On doit, par ces motifs, accorder quelque encouragement et quelque indulgence aux efforts de ceux qui appliquent leurs recherches à des études si intimement liées aux plus grands et aux plus chers intérêts de l'humanité.

L'observateur sévère et circonspect ne peut se dissimuler les difficultés et les obstacles qui se rencontrent et se multiplient à chaque pas dans cette route épineuse.

Une véritable psychologie des animaux, une connaissance complète et approfondie de toutes leurs parties et de leurs facultés offrent encore, dans le globe intellectuel, de véritables régions inconnues à découvrir, ou des terres incultes et stériles, qui ont besoin d'être exploitées par des mains habiles et laborieuses. Nous distinguons et nous distribuons les races, les espèces, les classes des animaux, d'après une étude encore imparfaite des différentes parties de leur organisation. Mais leurs différents instincts, leur industrie, leurs facultés intellectuelles, leurs penchants, leurs mœurs n'ont pas toujours éveillé et excité, loin d'avoir fixé notre attention.

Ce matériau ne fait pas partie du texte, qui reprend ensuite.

use driver_udc::usb::{EndpDirection, EndpointDescriptor, Setup};
use driver_udc::{EndpointQueue, IoInfo, UDCHandler, UdcError, XferInfo};

use crate::descriptors::FastbootDescriptors;
use crate::error::{log_failure, DriverError};
use crate::transfer::Transport;

pub type StartCallback = Box<dyn FnMut(&mut Transport<'_>)>;
/// Gets the completed buffer and the number of bytes actually transferred.
pub type DataCallback = Box<dyn FnMut(&mut Transport<'_>, Vec<u8>, usize)>;

/// Handlers of the command interpreter. Any of them may be left unset, in which case the
/// matching events are ignored.
#[derive(Default)]
pub struct Callbacks {
    start: Option<StartCallback>,
    receive: Option<DataCallback>,
    transmit: Option<DataCallback>,
}

impl Callbacks {
    pub fn new() -> Self {
        Self::default()
    }

    /// Called every time the host selects the Fastboot configuration.
    pub fn on_start<F>(mut self, f: F) -> Self
    where
        F: FnMut(&mut Transport<'_>) + 'static,
    {
        self.start = Some(Box::new(f));
        self
    }

    /// Called when a receive completes.
    pub fn on_receive<F>(mut self, f: F) -> Self
    where
        F: FnMut(&mut Transport<'_>, Vec<u8>, usize) + 'static,
    {
        self.receive = Some(Box::new(f));
        self
    }

    /// Called when a write completes.
    pub fn on_transmit<F>(mut self, f: F) -> Self
    where
        F: FnMut(&mut Transport<'_>, Vec<u8>, usize) + 'static,
    {
        self.transmit = Some(Box::new(f));
        self
    }
}

/// Turns controller events into calls to [Callbacks].
pub struct Dispatcher {
    callbacks: Callbacks,
    configuration_value: u8,
    ep_in: EndpointDescriptor,
    ep_out: EndpointDescriptor,
}

impl Dispatcher {
    pub fn new(callbacks: Callbacks, descriptors: &FastbootDescriptors) -> Self {
        Self {
            callbacks,
            configuration_value: descriptors.configuration_value(),
            ep_in: descriptors.ep_in(),
            ep_out: descriptors.ep_out(),
        }
    }

    /// The host selected configuration `value`. Starts the interpreter if it is ours.
    ///
    /// Every selection starts it again; there is no tracking of earlier ones.
    pub fn configure(&mut self, udc: &mut dyn EndpointQueue, value: u8) -> Result<(), DriverError> {
        if value != self.configuration_value {
            return Err(DriverError::InvalidConfiguration(value));
        }

        log::debug!("fastboot: configuration {} selected", value);
        if let Some(start) = self.callbacks.start.as_mut() {
            let mut transport = Transport::new(udc, self.ep_in, self.ep_out);
            start(&mut transport);
        }
        Ok(())
    }

    /// Hands a completed transfer to the callback for its direction.
    pub fn complete(&mut self, udc: &mut dyn EndpointQueue, xfer: XferInfo) {
        let callback = match xfer.direction {
            EndpDirection::Out => self.callbacks.receive.as_mut(),
            EndpDirection::In => self.callbacks.transmit.as_mut(),
        };

        match callback {
            Some(callback) => {
                let mut transport = Transport::new(udc, self.ep_in, self.ep_out);
                callback(&mut transport, xfer.buffer, xfer.length);
            }
            None => log::trace!(
                "fastboot: no handler for {:?} completion of {} bytes",
                xfer.direction,
                xfer.length
            ),
        }
    }
}

impl UDCHandler for Dispatcher {
    fn on_setup(&mut self, _udc: &mut dyn EndpointQueue, _setup: &Setup, _io: &mut IoInfo) -> driver_udc::Result<()> {
        // Fastboot defines no class or vendor requests; everything moves over bulk.
        Ok(())
    }

    fn on_config(&mut self, udc: &mut dyn EndpointQueue, value: u8) -> driver_udc::Result<()> {
        self.configure(udc, value).map_err(|err| {
            log_failure("fastboot", &err, err.code());
            UdcError::InvalidParameter
        })
    }

    fn on_data(&mut self, udc: &mut dyn EndpointQueue, xfer: XferInfo) -> driver_udc::Result<()> {
        self.complete(udc, xfer);
        Ok(())
    }
}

Les animaux ont cependant, pour la plupart, des caractères constants, tranchants et prononcés, produits naturels de leur organisation, qui détermine les dispositions primitives et spéciales observées chez eux.

A peu de modifications près, les individus de la même espèce, dans les différentes générations des animaux, se ressemblent dans tous les lieux et dans tous les temps. Cette organisation semblable, et, pour ainsi dire, héréditaire, est le résultat de lois et de combinaisons beaucoup plus simples que celles qui appartiennent à l'homme, dont les animaux ne sont que des fragments imparfaits.

Si j'arrive maintenant à l'étude de l'homme lui-même, dont l'organisation est prodigieusement compliquée, et dont les variétés générales et individuelles sont infinies, je ne vois qu'un petit nombre de philosophes qui soient attachés à l'analyse de l'homme intellectuel. Mais ceux-ci ont trop souvent négligé les influences des causes physiques. En même temps, la plupart des philosophes et des métaphysiciens se sont égarés dans des abstractions et dans des théories qui les éloignaient de la nature. De leur côté, les physiologistes, décomposant l'organisation physique, et trop circonscrits dans leur sphère, n'ont pas su toujours s'élever jusqu'aux forces réelles du monde intellectuel, et à des considérations supérieures qui devaient à la fois descendre à la dernière analyse et remonter à la plus grande généralité. Le moraliste et le législateur, observant l'homme dans sa vie sociale, et sans remonter toujours aux premières sources des actions morales, se sont contentés d'en saisir et d'en modifier les causes accidentelles et secondaires.

A moins que les lumières de ces trois études différentes, psychologiques et physiques, philosophiques et morales, ne soient réunies et coordonnées pour se prêter un mutuel secours et pour se rapporter des causes communes et des effets analogues à une seule et même loi, elles n'offriront pas un ensemble complet, une véritable science de l'homme.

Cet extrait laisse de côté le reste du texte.